The Washington State Department of Health’s dental commission is investigating Neighborcare Health, a company that provides medical and dental services to about half of the school-based clinics in Seattle due to concerns about contaminated equipment.

Employees at 12 school clinics in Seattle and Vashon Island skipped a step when sterilizing hand pieces, an instrument used for tooth polishing and removing decay. Neighborcare sent a letter to the families of more than 1,200 students late last month recommending a test for HIV and Hepatitis B and C, local news outlets reported.

The risk of infection is low, the company found. King County health department officials, who asked for the Centers for Disease Control and Prevention’s input, agreed.

Though all the hand pieces were soaked in a solution that is supposed to kill any bloodborne pathogens, staffers didn’t expose them to the heat needed for full sterilization, according to a statement from Neighborcare’s CEO, Michael Erikson.

Instead of applying the heat between patients, staffers only did so at the end of the day, said Meagan Kay, a medical epidemiologist for King County’s public health department.

Heating is important, Kay said, because depending on how well the instruments are scrubbed, “theoretically, there could still be some residue.” The risk is low, she said, because hand pieces aren’t intended for breaking skin or surgery.

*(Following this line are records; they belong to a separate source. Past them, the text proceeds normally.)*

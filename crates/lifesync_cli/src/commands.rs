//! Subcommand handlers over one engine session.
//!
//! # Invariants
//! - Every handler works on a `LifeService` opened from the resolved config.
//! - Save failures are printed as warnings; the command still succeeds.

use crate::cli::{Commands, GlobalArgs, NoteCommands, TaskCommands, TxCommands};
use chrono::NaiveDate;
use lifesync_core::recurrence::is_completed_on;
use lifesync_core::{
    core_version, init_logging_from_config, ping, ConfigError, EngineConfig, LifeService,
    NoteDraft, NotePatch, PersistenceGateway, SlotError, SqliteSlot, Task, TaskDraft,
    TransactionDraft, WeekdaySet, WEEK_SPAN_DAYS,
};
use log::info;
use std::error::Error;
use std::fmt::{Display, Formatter};
use std::path::PathBuf;

pub type CliResult<T> = Result<T, CliError>;

#[derive(Debug)]
pub enum CliError {
    Config(ConfigError),
    Storage(SlotError),
    Io { path: PathBuf, source: std::io::Error },
    Rejected(String),
}

impl Display for CliError {
    fn fmt(&self, f: &mut Formatter<'_>) -> std::fmt::Result {
        match self {
            Self::Config(err) => write!(f, "{err}"),
            Self::Storage(err) => write!(f, "cannot open storage: {err}"),
            Self::Io { path, source } => write!(f, "{}: {source}", path.display()),
            Self::Rejected(message) => write!(f, "{message}"),
        }
    }
}

impl Error for CliError {
    fn source(&self) -> Option<&(dyn Error + 'static)> {
        match self {
            Self::Config(err) => Some(err),
            Self::Storage(err) => Some(err),
            Self::Io { source, .. } => Some(source),
            Self::Rejected(_) => None,
        }
    }
}

impl From<ConfigError> for CliError {
    fn from(value: ConfigError) -> Self {
        Self::Config(value)
    }
}

impl From<SlotError> for CliError {
    fn from(value: SlotError) -> Self {
        Self::Storage(value)
    }
}

type Session = LifeService<SqliteSlot>;

/// Resolves config: file or environment, then command-line flags.
pub fn resolve_config(global: &GlobalArgs) -> CliResult<EngineConfig> {
    let mut config = match &global.config {
        Some(path) => EngineConfig::load(path)?,
        None => EngineConfig::from_env(),
    };
    if let Some(db) = &global.db {
        config.db_path = db.clone();
    }
    if let Some(key) = &global.key {
        config.storage_key = key.clone();
    }
    if let Some(log_dir) = &global.log_dir {
        config.log_dir = Some(log_dir.clone());
    }
    Ok(config)
}

pub fn run(global: &GlobalArgs, command: Commands) -> CliResult<()> {
    if let Commands::Ping = command {
        println!("lifesync_core ping={}", ping());
        println!("lifesync_core version={}", core_version());
        return Ok(());
    }

    let config = resolve_config(global)?;
    if let Err(err) = init_logging_from_config(&config) {
        eprintln!("warning: logging disabled: {err}");
    }
    let mut session = open_session(&config)?;

    match command {
        Commands::Ping => Ok(()),
        Commands::Export { out } => export(&session, out),
        Commands::Import { file } => import(&mut session, file),
        Commands::Reset { yes } => reset(&mut session, yes),
        Commands::Agenda { date, week } => {
            agenda(&session, date, week);
            Ok(())
        }
        Commands::Summary => {
            summary(&session);
            Ok(())
        }
        Commands::Task { command } => task(&mut session, command),
        Commands::Tx { command } => tx(&mut session, command),
        Commands::Note { command } => note(&mut session, command),
    }
}

fn open_session(config: &EngineConfig) -> CliResult<Session> {
    let slot = SqliteSlot::open(&config.db_path)?;
    info!(
        "event=cli_session_open module=cli status=ok db_path={}",
        config.db_path.display()
    );
    Ok(LifeService::open(PersistenceGateway::new(
        slot,
        config.storage_key.clone(),
    )))
}

fn export(session: &Session, out: Option<PathBuf>) -> CliResult<()> {
    let json = session
        .export_snapshot()
        .map_err(|err| CliError::Rejected(err.to_string()))?;
    match out {
        Some(path) => {
            std::fs::write(&path, json).map_err(|source| CliError::Io {
                path: path.clone(),
                source,
            })?;
            println!(
                "Exported {} item(s) to {}",
                session.state().len(),
                path.display()
            );
        }
        None => println!("{json}"),
    }
    Ok(())
}

fn import(session: &mut Session, file: PathBuf) -> CliResult<()> {
    let text = std::fs::read_to_string(&file).map_err(|source| CliError::Io {
        path: file.clone(),
        source,
    })?;
    if !session.import_snapshot(&text) {
        return Err(CliError::Rejected(format!(
            "{} is not a valid backup file; nothing was changed",
            file.display()
        )));
    }
    println!("Imported {} item(s).", session.state().len());
    warn_if_unsaved(session);
    Ok(())
}

fn reset(session: &mut Session, yes: bool) -> CliResult<()> {
    if !yes {
        return Err(CliError::Rejected(
            "refusing to delete all data without --yes".to_string(),
        ));
    }
    session.reset_all();
    println!("All data cleared.");
    warn_if_unsaved(session);
    Ok(())
}

fn agenda(session: &Session, date: Option<NaiveDate>, week: bool) {
    let day = date.unwrap_or_else(|| session.today());
    if week {
        let tasks = lifesync_core::query::tasks_within(session.tasks(), day, WEEK_SPAN_DAYS);
        println!("Week of {day}: {} task(s)", tasks.len());
        for task in tasks {
            print_task(task, day);
        }
        return;
    }

    let tasks = session.agenda(day);
    let progress = session.day_progress(day);
    println!(
        "{day}: {}/{} done",
        progress.completed, progress.scheduled
    );
    for task in tasks {
        print_task(task, day);
    }
}

fn print_task(task: &Task, day: NaiveDate) {
    let mark = if is_completed_on(task, day) { "x" } else { " " };
    let repeat = if task.is_recurring() { " (weekly)" } else { "" };
    println!(
        "[{mark}] {:<6} {}{repeat}  {}",
        task.priority.as_str(),
        task.title,
        task.id
    );
}

fn summary(session: &Session) {
    let today = session.today();
    let progress = session.day_progress(today);
    let finance = session.finance_summary();
    let pinned = session.notes().iter().filter(|note| note.is_pinned).count();

    println!("Tasks:         {}", session.tasks().len());
    println!(
        "Today:         {}/{} done, {} open",
        progress.completed,
        progress.scheduled,
        progress.pending()
    );
    println!("Transactions:  {}", session.transactions().len());
    println!("Income:        {:.2}", finance.income);
    println!("Expense:       {:.2}", finance.expense);
    println!("Balance:       {:.2}", finance.balance);
    println!("Notes:         {} ({pinned} pinned)", session.notes().len());
}

fn task(session: &mut Session, command: TaskCommands) -> CliResult<()> {
    match command {
        TaskCommands::Add {
            title,
            date,
            weekly,
            priority,
            description,
        } => {
            let day = date.unwrap_or_else(|| session.today());
            let mut draft = TaskDraft::new(title, day).priority(priority.into());
            if !weekly.is_empty() {
                draft = draft.weekly(WeekdaySet::from_indices(weekly));
            }
            if let Some(description) = description {
                draft = draft.description(description);
            }
            let id = session.add_task(draft);
            println!("Task created: {id}");
        }
        TaskCommands::Toggle { id, date } => {
            let day = date.unwrap_or_else(|| session.today());
            if session.toggle_task_completion_on(&id, day).is_none() {
                return Err(not_found("task", &id));
            }
            let done = session
                .store()
                .task(&id)
                .is_some_and(|task| is_completed_on(task, day));
            println!("Task {id} {} for {day}", if done { "completed" } else { "reopened" });
        }
        TaskCommands::Delete { id } => {
            if !session.delete_task(&id) {
                return Err(not_found("task", &id));
            }
            println!("Task deleted: {id}");
        }
    }
    warn_if_unsaved(session);
    Ok(())
}

fn tx(session: &mut Session, command: TxCommands) -> CliResult<()> {
    match command {
        TxCommands::Add {
            kind,
            amount,
            date,
            category,
            note,
        } => {
            let day = date.unwrap_or_else(|| session.today());
            let mut draft = TransactionDraft::new(kind.into(), amount, day);
            if let Some(category) = category {
                draft = draft.category(category);
            }
            if let Some(note) = note {
                draft = draft.note(note);
            }
            let id = session
                .add_transaction(draft)
                .ok_or_else(|| CliError::Rejected(format!("invalid amount `{amount}`")))?;
            println!("Transaction recorded: {id}");
        }
        TxCommands::Delete { id } => {
            if !session.delete_transaction(&id) {
                return Err(not_found("transaction", &id));
            }
            println!("Transaction deleted: {id}");
        }
    }
    warn_if_unsaved(session);
    Ok(())
}

fn note(session: &mut Session, command: NoteCommands) -> CliResult<()> {
    match command {
        NoteCommands::Add {
            title,
            content,
            pinned,
        } => {
            let id = session.add_note(NoteDraft::new(title, content).pinned(pinned));
            println!("Note created: {id}");
        }
        NoteCommands::Pin { id, off } => {
            let patch = NotePatch {
                is_pinned: Some(!off),
                ..NotePatch::default()
            };
            if !session.update_note(&id, patch) {
                return Err(not_found("note", &id));
            }
            println!("Note {id} {}", if off { "unpinned" } else { "pinned" });
        }
        NoteCommands::Delete { id } => {
            if !session.delete_note(&id) {
                return Err(not_found("note", &id));
            }
            println!("Note deleted: {id}");
        }
    }
    warn_if_unsaved(session);
    Ok(())
}

fn not_found(kind: &str, id: &str) -> CliError {
    CliError::Rejected(format!("{kind} `{id}` not found"))
}

fn warn_if_unsaved(session: &Session) {
    if let Some(err) = session.last_save_error() {
        eprintln!("warning: change kept for this run but not saved: {err}");
    }
}
//! Engine logging bootstrap and safety policy.
//!
//! # Responsibility
//! - Initialize file-based rolling logs exactly once per process.
//! - Emit metadata-only diagnostic events (`event=... module=... status=...`).
//!
//! # Invariants
//! - Logging init is idempotent for the same level and directory.
//! - Re-initialization with a different level or directory is rejected.
//! - Logging initialization must not panic.
//! - Entity titles, note bodies and amounts are never logged.

use crate::config::EngineConfig;
use flexi_logger::{Cleanup, Criterion, FileSpec, Logger, LoggerHandle, Naming, WriteMode};
use log::{error, info};
use once_cell::sync::OnceCell;
use std::path::{Path, PathBuf};

const LOG_FILE_BASENAME: &str = "lifesync";
const MAX_LOG_FILE_SIZE_BYTES: u64 = 5 * 1024 * 1024;
const MAX_LOG_FILES: usize = 5;
const MAX_PANIC_PAYLOAD_CHARS: usize = 160;

static LOGGING_STATE: OnceCell<LoggingState> = OnceCell::new();
static PANIC_HOOK_INSTALLED: OnceCell<()> = OnceCell::new();

struct LoggingState {
    level: &'static str,
    log_dir: PathBuf,
    _logger: LoggerHandle,
}

impl LoggingState {
    fn check_matches(&self, level: &'static str, log_dir: &Path) -> Result<(), String> {
        if self.log_dir != log_dir {
            return Err(format!(
                "logging already initialized at `{}`; refusing to switch to `{}`",
                self.log_dir.display(),
                log_dir.display()
            ));
        }
        if self.level != level {
            return Err(format!(
                "logging already initialized with level `{}`; refusing to switch to `{}`",
                self.level, level
            ));
        }
        Ok(())
    }
}

/// Initializes engine logging with level and directory.
///
/// # Errors
/// - `level` is not one of `trace|debug|info|warn|error`.
/// - `log_dir` is empty, relative, or cannot be created.
/// - Logging is already active with another level or directory.
/// - The logger backend fails to start.
pub fn init_logging(level: &str, log_dir: &str) -> Result<(), String> {
    let level = normalize_level(level)?;
    let log_dir = normalize_log_dir(log_dir)?;

    if let Some(state) = LOGGING_STATE.get() {
        return state.check_matches(level, &log_dir);
    }

    let state = LOGGING_STATE.get_or_try_init(|| start_logger(level, log_dir.clone()))?;
    // A concurrent caller may have won the race with a different config.
    state.check_matches(level, &log_dir)
}

/// Initializes logging from `config` when it names a log directory.
///
/// Returns `Ok(false)` without touching the logger when `log_dir` is unset.
pub fn init_logging_from_config(config: &EngineConfig) -> Result<bool, String> {
    let Some(log_dir) = config.log_dir.as_deref() else {
        return Ok(false);
    };
    let log_dir = log_dir
        .to_str()
        .ok_or_else(|| format!("log_dir is not valid UTF-8: `{}`", log_dir.display()))?;
    init_logging(&config.log_level, log_dir).map(|()| true)
}

/// Active `(level, log_dir)`, or `None` before initialization.
pub fn logging_status() -> Option<(&'static str, PathBuf)> {
    LOGGING_STATE
        .get()
        .map(|state| (state.level, state.log_dir.clone()))
}

/// `debug` in debug builds, `info` in release builds.
pub fn default_log_level() -> &'static str {
    if cfg!(debug_assertions) {
        "debug"
    } else {
        "info"
    }
}

fn start_logger(level: &'static str, log_dir: PathBuf) -> Result<LoggingState, String> {
    std::fs::create_dir_all(&log_dir).map_err(|err| {
        format!(
            "failed to create log directory `{}`: {err}",
            log_dir.display()
        )
    })?;

    let logger = Logger::try_with_str(level)
        .map_err(|err| format!("invalid log level `{level}`: {err}"))?
        .log_to_file(
            FileSpec::default()
                .directory(log_dir.as_path())
                .basename(LOG_FILE_BASENAME),
        )
        .rotate(
            Criterion::Size(MAX_LOG_FILE_SIZE_BYTES),
            Naming::Numbers,
            Cleanup::KeepLogFiles(MAX_LOG_FILES),
        )
        .write_mode(WriteMode::BufferAndFlush)
        .append()
        .format_for_files(flexi_logger::detailed_format)
        .start()
        .map_err(|err| format!("failed to start logger: {err}"))?;

    install_panic_hook_once();

    info!(
        "event=engine_start module=logging status=ok platform={} build_mode={} version={}",
        std::env::consts::OS,
        build_mode(),
        env!("CARGO_PKG_VERSION")
    );
    info!(
        "event=logging_init module=logging status=ok level={} log_dir={}",
        level,
        log_dir.display()
    );

    Ok(LoggingState {
        level,
        log_dir,
        _logger: logger,
    })
}

fn normalize_level(level: &str) -> Result<&'static str, String> {
    match level.trim().to_ascii_lowercase().as_str() {
        "trace" => Ok("trace"),
        "debug" => Ok("debug"),
        "info" => Ok("info"),
        "warn" | "warning" => Ok("warn"),
        "error" => Ok("error"),
        other => Err(format!(
            "unsupported log level `{other}`; expected trace|debug|info|warn|error"
        )),
    }
}

fn normalize_log_dir(log_dir: &str) -> Result<PathBuf, String> {
    let trimmed = log_dir.trim();
    if trimmed.is_empty() {
        return Err("log_dir cannot be empty".to_string());
    }
    let path = Path::new(trimmed);
    if !path.is_absolute() {
        return Err(format!("log_dir must be an absolute path, got `{trimmed}`"));
    }
    Ok(path.to_path_buf())
}

fn build_mode() -> &'static str {
    if cfg!(debug_assertions) {
        "debug"
    } else {
        "release"
    }
}

fn install_panic_hook_once() {
    if PANIC_HOOK_INSTALLED.set(()).is_err() {
        return;
    }

    let previous_hook = std::panic::take_hook();
    std::panic::set_hook(Box::new(move |panic_info| {
        // Payload may carry user text: single line, capped.
        let location = panic_info
            .location()
            .map(|loc| format!("{}:{}", loc.file(), loc.line()))
            .unwrap_or_else(|| "unknown".to_string());
        let payload = panic_payload_summary(panic_info);
        error!(
            "event=panic_captured module=logging status=error location={} payload={}",
            location, payload
        );
        previous_hook(panic_info);
    }));
}

fn panic_payload_summary(info: &std::panic::PanicHookInfo<'_>) -> String {
    let payload = if let Some(message) = info.payload().downcast_ref::<&str>() {
        (*message).to_string()
    } else if let Some(message) = info.payload().downcast_ref::<String>() {
        message.clone()
    } else {
        "non-string panic payload".to_string()
    };

    sanitize_message(&payload, MAX_PANIC_PAYLOAD_CHARS)
}

fn sanitize_message(value: &str, max_chars: usize) -> String {
    let normalized = value.replace(['\n', '\r'], " ");
    let mut truncated = normalized.chars().take(max_chars).collect::<String>();
    if normalized.chars().count() > max_chars {
        truncated.push_str("...");
    }
    truncated
}

#[cfg(test)]
mod tests {
    use super::*;

    #[test]
    fn normalize_level_accepts_known_values() {
        assert_eq!(normalize_level("INFO").unwrap(), "info");
        assert_eq!(normalize_level(" warning ").unwrap(), "warn");
        assert!(normalize_level("verbose").is_err());
    }

    #[test]
    fn normalize_log_dir_rejects_relative_and_blank_paths() {
        assert!(normalize_log_dir("logs/dev").unwrap_err().contains("absolute"));
        assert!(normalize_log_dir("   ").unwrap_err().contains("empty"));
    }

    #[test]
    fn sanitize_message_flattens_and_truncates() {
        let sanitized = sanitize_message("line1\nline2\rline3", 8);
        assert_eq!(sanitized, "line1 li...");
    }

    #[test]
    fn config_without_log_dir_skips_init() {
        let config = EngineConfig {
            log_dir: None,
            ..EngineConfig::default()
        };
        assert!(!init_logging_from_config(&config).unwrap());
    }

    #[test]
    fn init_logging_is_idempotent_and_rejects_conflicts() {
        // Kept on disk: the logger outlives this test.
        let dir = tempfile::tempdir().unwrap().into_path();
        let log_dir = dir.join("logs");
        let log_dir_str = log_dir.to_str().unwrap().to_string();
        let other_dir = dir.join("other");

        init_logging("info", &log_dir_str).unwrap();
        init_logging("INFO", &log_dir_str).unwrap();

        let level_error = init_logging("debug", &log_dir_str).unwrap_err();
        assert!(level_error.contains("refusing to switch"));
        let dir_error = init_logging("info", other_dir.to_str().unwrap()).unwrap_err();
        assert!(dir_error.contains("refusing to switch"));

        let (level, active_dir) = logging_status().unwrap();
        assert_eq!(level, "info");
        assert_eq!(active_dir, log_dir);
    }
}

Even so, state health officials decided that the incident was serious enough to warrant further questioning.

After Neighborcare filed a complaint against themselves to alert state officials, the company sent the letter to families saying they could bring their kids in to Immediate Clinic, a Seattle-based urgent care provider, for free testing.

“While we are deeply concerned, we appreciate that Neighborcare Health has been proactive in informing families and schools about the protocol deficiencies identified in its school-based dental programs,” a Seattle Public Schools spokesman said in a statement.